Venerdì abbiamo avuto le videoconferenze con i genitori; impossibile accogliere tutti a scuola, siamo tornati un’altra volta dietro uno schermo a volto scoperto, con turni per gestire il numero e poter accogliere ogni domanda. Un atto di informazione dovuta, quasi un obbligo burocratico; ma allo stesso tempo anche la necessità di un sentire condiviso, la voglia di farsi carico di un peso, di ribadire un’idea di scuola come di comunità che va oltre il gesso, la lavagna, i banchi. Una scuola che si espande, esce in strada, diventa cosa viva portata da studenti e studentesse dentro le case, in famiglia; una scuola che si fa argomento quotidiano.

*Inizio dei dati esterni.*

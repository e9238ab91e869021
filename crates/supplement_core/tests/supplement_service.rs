use std::cell::RefCell;
use supplement_core::db::open_db_in_memory;
use supplement_core::{
    DocumentSupplementRepository, RepoError, RepoResult, ServiceError, SqliteSupplementRepository,
    Supplement, SupplementPatch, SupplementRepository, SupplementService,
};

const GTIN: &str = "1234567890123";

fn test_supplement() -> Supplement {
    Supplement {
        gtin: GTIN.to_string(),
        name: "Test".to_string(),
        brand: "Test".to_string(),
        flavor: "Test".to_string(),
        carbohydrates: 1.0,
        electrolytes: 1.0,
        maltodextrose: 1.0,
        fructose: 1.0,
        caffeine: 1.0,
        sodium: 1.0,
        protein: 1.0,
    }
}

/// Runs `check` once against each shipped backend.
fn for_each_backend(check: impl Fn(&dyn SupplementRepository)) {
    let conn = open_db_in_memory().unwrap();
    check(&SqliteSupplementRepository::new(&conn));

    let dir = tempfile::tempdir().unwrap();
    check(&DocumentSupplementRepository::new(
        dir.path().join("supplements.json"),
    ));
}

#[test]
fn create_find_update_delete_lifecycle() {
    for_each_backend(|repo| {
        let service = SupplementService::new(repo);
        let created = test_supplement();

        service.create(&created).unwrap();
        assert_eq!(service.find_by_gtin(GTIN).unwrap(), created);

        let patch = SupplementPatch {
            name: Some("Updated".to_string()),
            ..SupplementPatch::default()
        };
        service.update(GTIN, &patch).unwrap();
        let updated = service.find_by_gtin(GTIN).unwrap();
        assert_eq!(
            updated,
            Supplement {
                name: "Updated".to_string(),
                ..created
            }
        );

        service.delete(GTIN).unwrap();
        assert!(matches!(
            service.find_by_gtin(GTIN).unwrap_err(),
            ServiceError::NotFound(ref gtin) if gtin == GTIN
        ));
    });
}

#[test]
fn second_create_with_same_gtin_already_exists() {
    for_each_backend(|repo| {
        let service = SupplementService::new(repo);
        service.create(&test_supplement()).unwrap();

        let second = Supplement {
            brand: "Other".to_string(),
            ..test_supplement()
        };
        match service.create(&second).unwrap_err() {
            ServiceError::AlreadyExists(rejected) => assert_eq!(*rejected, second),
            other => panic!("unexpected error: {other}"),
        }

        assert_eq!(service.find_by_gtin(GTIN).unwrap(), test_supplement());
    });
}

#[test]
fn missing_gtin_is_not_found_for_find_update_and_delete() {
    for_each_backend(|repo| {
        let service = SupplementService::new(repo);

        for err in [
            service.find_by_gtin(GTIN).unwrap_err(),
            service
                .update(GTIN, &SupplementPatch::default())
                .unwrap_err(),
            service.delete(GTIN).unwrap_err(),
        ] {
            assert!(
                matches!(err, ServiceError::NotFound(ref gtin) if gtin == GTIN),
                "unexpected error: {err}"
            );
        }
    });
}

#[test]
fn update_result_equals_apply_update_of_the_stored_record() {
    for_each_backend(|repo| {
        let service = SupplementService::new(repo);
        let stored = test_supplement();
        service.create(&stored).unwrap();

        let patch = SupplementPatch {
            flavor: Some("Mango".to_string()),
            carbohydrates: Some(0.0),
            caffeine: Some(80.0),
            protein: Some(12.5),
            ..SupplementPatch::default()
        };
        service.update(GTIN, &patch).unwrap();

        assert_eq!(
            service.find_by_gtin(GTIN).unwrap(),
            stored.apply_update(&patch)
        );
    });
}

#[test]
fn empty_patch_keeps_the_record() {
    for_each_backend(|repo| {
        let service = SupplementService::new(repo);
        service.create(&test_supplement()).unwrap();

        service.update(GTIN, &SupplementPatch::default()).unwrap();

        assert_eq!(service.find_by_gtin(GTIN).unwrap(), test_supplement());
    });
}

#[test]
fn update_validates_the_merged_record() {
    for_each_backend(|repo| {
        let service = SupplementService::new(repo);
        service.create(&test_supplement()).unwrap();

        let patch = SupplementPatch {
            name: Some(String::new()),
            fructose: Some(-3.0),
            ..SupplementPatch::default()
        };
        match service.update(GTIN, &patch).unwrap_err() {
            ServiceError::InvalidSupplement(err) => {
                assert!(err.mentions("name"));
                assert!(err.mentions("fructose"));
            }
            other => panic!("unexpected error: {other}"),
        }

        assert_eq!(service.find_by_gtin(GTIN).unwrap(), test_supplement());
    });
}

#[test]
fn create_with_short_gtin_is_invalid_and_mentions_gtin() {
    for_each_backend(|repo| {
        let service = SupplementService::new(repo);
        let invalid = Supplement {
            gtin: "123".to_string(),
            ..test_supplement()
        };

        let err = service.create(&invalid).unwrap_err();
        assert!(
            matches!(err, ServiceError::InvalidSupplement(ref e) if e.mentions("gtin")),
            "unexpected error: {err}"
        );
        assert!(err.to_string().contains("13-digit"));
        assert!(service.list_all().unwrap().is_empty());
    });
}

#[test]
fn infinite_nutrient_never_reaches_the_document_store() {
    let dir = tempfile::tempdir().unwrap();
    let service = SupplementService::new(DocumentSupplementRepository::new(
        dir.path().join("supplements.json"),
    ));
    service.create(&test_supplement()).unwrap();

    let infinite = Supplement {
        gtin: "7613035422465".to_string(),
        carbohydrates: f32::INFINITY,
        ..test_supplement()
    };
    let create_err = service.create(&infinite).unwrap_err();
    let update_err = service
        .update(
            GTIN,
            &SupplementPatch {
                sodium: Some(f32::INFINITY),
                ..SupplementPatch::default()
            },
        )
        .unwrap_err();

    for (err, field) in [(create_err, "carbohydrates"), (update_err, "sodium")] {
        assert!(
            matches!(err, ServiceError::InvalidSupplement(ref e) if e.mentions(field)),
            "unexpected error: {err}"
        );
    }
    // serde_json would have written `null`, making every document unreadable.
    assert_eq!(service.list_all().unwrap(), vec![test_supplement()]);
}

#[test]
fn list_all_on_empty_store_is_empty_vec() {
    for_each_backend(|repo| {
        let service = SupplementService::new(repo);
        assert_eq!(service.list_all().unwrap(), Vec::<Supplement>::new());
    });
}

#[test]
fn list_all_returns_every_record() {
    for_each_backend(|repo| {
        let service = SupplementService::new(repo);
        let other = Supplement {
            gtin: "7613035422465".to_string(),
            ..test_supplement()
        };
        service.create(&test_supplement()).unwrap();
        service.create(&other).unwrap();

        let mut gtins = service
            .list_all()
            .unwrap()
            .into_iter()
            .map(|s| s.gtin)
            .collect::<Vec<_>>();
        gtins.sort();
        assert_eq!(gtins, vec![GTIN.to_string(), other.gtin]);
    });
}

// Known limitation: the existence check and the write are separate calls with
// no lock or transaction around them. The tests below interleave a second
// writer between the two to pin down what each backend does in that window.

/// Repository wrapper that runs `interleave` once, right after the first
/// lookup returns.
struct Interleaving<'a, R> {
    inner: R,
    interleave: RefCell<Option<Box<dyn FnOnce() + 'a>>>,
}

impl<'a, R> Interleaving<'a, R> {
    fn new(inner: R, interleave: impl FnOnce() + 'a) -> Self {
        Self {
            inner,
            interleave: RefCell::new(Some(Box::new(interleave))),
        }
    }
}

impl<R: SupplementRepository> SupplementRepository for Interleaving<'_, R> {
    fn find_by_gtin(&self, gtin: &str) -> RepoResult<Option<Supplement>> {
        let found = self.inner.find_by_gtin(gtin)?;
        if let Some(interleave) = self.interleave.borrow_mut().take() {
            interleave();
        }
        Ok(found)
    }

    fn create(&self, supplement: &Supplement) -> RepoResult<()> {
        self.inner.create(supplement)
    }

    fn update(&self, supplement: &Supplement) -> RepoResult<()> {
        self.inner.update(supplement)
    }

    fn delete(&self, supplement: &Supplement) -> RepoResult<()> {
        self.inner.delete(supplement)
    }

    fn list_all(&self) -> RepoResult<Vec<Supplement>> {
        self.inner.list_all()
    }
}

#[test]
fn racing_create_on_sqlite_surfaces_as_store_error_not_already_exists() {
    let conn = open_db_in_memory().unwrap();
    let other_client = SqliteSupplementRepository::new(&conn);
    let winner = Supplement {
        name: "Winner".to_string(),
        ..test_supplement()
    };

    let repo = Interleaving::new(SqliteSupplementRepository::new(&conn), || {
        other_client.create(&winner).unwrap();
    });
    let service = SupplementService::new(repo);

    let err = service.create(&test_supplement()).unwrap_err();

    assert!(
        matches!(err, ServiceError::Store(ref e @ RepoError::Db(_)) if e.is_duplicate_key()),
        "unexpected error: {err}"
    );
    assert_eq!(service.find_by_gtin(GTIN).unwrap().name, "Winner");
}

#[test]
fn racing_create_on_document_store_surfaces_duplicate_key() {
    let dir = tempfile::tempdir().unwrap();
    let path = dir.path().join("supplements.json");
    let other_client = DocumentSupplementRepository::new(&path);

    let repo = Interleaving::new(DocumentSupplementRepository::new(&path), || {
        other_client.create(&test_supplement()).unwrap();
    });
    let service = SupplementService::new(repo);

    let err = service.create(&test_supplement()).unwrap_err();

    assert!(
        matches!(err, ServiceError::Store(RepoError::DuplicateKey(_))),
        "unexpected error: {err}"
    );
}

#[test]
fn update_racing_a_delete_reports_success_but_the_record_is_gone() {
    let conn = open_db_in_memory().unwrap();
    let other_client = SqliteSupplementRepository::new(&conn);
    other_client.create(&test_supplement()).unwrap();

    let repo = Interleaving::new(SqliteSupplementRepository::new(&conn), || {
        other_client.delete(&test_supplement()).unwrap();
    });
    let service = SupplementService::new(repo);

    let patch = SupplementPatch {
        name: Some("Lost".to_string()),
        ..SupplementPatch::default()
    };
    service.update(GTIN, &patch).unwrap();

    assert!(matches!(
        service.find_by_gtin(GTIN).unwrap_err(),
        ServiceError::NotFound(_)
    ));
}

#[test]
fn concurrent_updates_last_writer_wins_without_merge() {
    let conn = open_db_in_memory().unwrap();
    let other_client = SqliteSupplementRepository::new(&conn);
    other_client.create(&test_supplement()).unwrap();

    let repo = Interleaving::new(SqliteSupplementRepository::new(&conn), || {
        let concurrent = Supplement {
            brand: "Concurrent".to_string(),
            ..test_supplement()
        };
        other_client.update(&concurrent).unwrap();
    });
    let service = SupplementService::new(repo);

    let patch = SupplementPatch {
        name: Some("Mine".to_string()),
        ..SupplementPatch::default()
    };
    service.update(GTIN, &patch).unwrap();

    let stored = service.find_by_gtin(GTIN).unwrap();
    assert_eq!(stored.name, "Mine");
    // The concurrent brand change was overwritten by the stale read.
    assert_eq!(stored.brand, "Test");
}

L’ho sempre sentito, dal primo giorno che ho iniziato a insegnare: ad ogni mia lezione partecipa una folla che non è contenuta in alcun registro, che sfugge all’appello dei pochi nomi presenti, che riempie silenziosamente l’aula e vive tramite gli occhi di chi riempie uno spazio a pochi metri. Una classe espansa potenzialmente all’infinito, un albero che parte da ragazzi e ragazze e si perde dietro, in lontananza. Quando parlo alla lavagna parlo a una comunità senza confini, i ragazzi e le ragazze che occupano le sedie sono solo la superficie. Ed eccola rappresentata con geometrica precisione in uno schermo questa parte silenziosa dell’aula, non più astratta, ma fatta di persone piene di dubbi, speranze, richieste. A volte anche di rabbia, pregiudizio, intolleranza.

 

 

Lo accetto, questa comunione laica è un regalo immenso non esente da spigoli, come ogni cosa dell’agire umano. Il Dirigente parla, spiega, cerca di rassicurare e rispondere; io che ho solo organizzato il dettaglio tecnico ho il privilegio di poter stare ordinatamente in silenzio nella mia grotta a guardare e ascoltare. Le domande, ovviamente, sono tante; personali, generali, pertinenti, casuali, inappropriate, commoventi. C’è un mondo dietro ogni nostro banco, un mondo che per mesi si è sentito al margine del dibattito pubblico e ora improvvisamente si ritrova al centro di polemiche e attenzione; c’è bisogno di ricucire, ricostruire, rinsaldare. Sarà complesso per i genitori quest’anno, ricevimenti solo online e poche occasioni di confronto o conforto (che meravigliosa somiglianza di parole). Bisognerebbe convincersi a usare il poco tempo non per parlare di scuola, ma di persone; lasciare a ragazzi e ragazze la scoperta della responsabilità nel gestire il proprio percorso scolastico da soli, mentre con le famiglie esercitare la parola della cura, un atto di condivisione responsabile non di voti e medie, ma di spazio e tempo e nutrimento immateriale. Il Dirigente al microfono intanto parla del patto di corresponsabilità, sarebbe bello che i nomi burocratici si piegassero ogni tanto alla poesia; sogno un documento ufficiale che si chiami Alleanza, in cui poter scrivere a turno e tutti, genitori e insegnanti, personale amministrativo e parenti, educatori e passanti, l’amore smisurato e incondizionato per figli e figlie, un’alleanza da cui non escludere nessuno.

 

Di nuovo a preparare penne e matite, libri e quaderni. Ho scritto a F per chiedere come sta alla vigilia di un nuovo inizio, sono tante le vigilie ormai per lui; aspetto la risposta, essere padre asincrono non aiuta a trovare la verticale di questa domenica. Carla mi sorride, abbiamo finito le etichette, le copertine, la merenda è al suo posto. AW ha scelto da sola il vestito da indossare per domani, una minuscola autonomia dell’apparire che mi commuove. Di nuovo il pavimento oscilla, sento le opposte forze di marea di essere genitore e insegnante alla vigilia del primo giorno di scuola, di questo particolare primo giorno di scuola. Non so quando l’orizzonte tornerà al suo posto, ma l’attesa di sette mesi è finita, domani si torna in classe.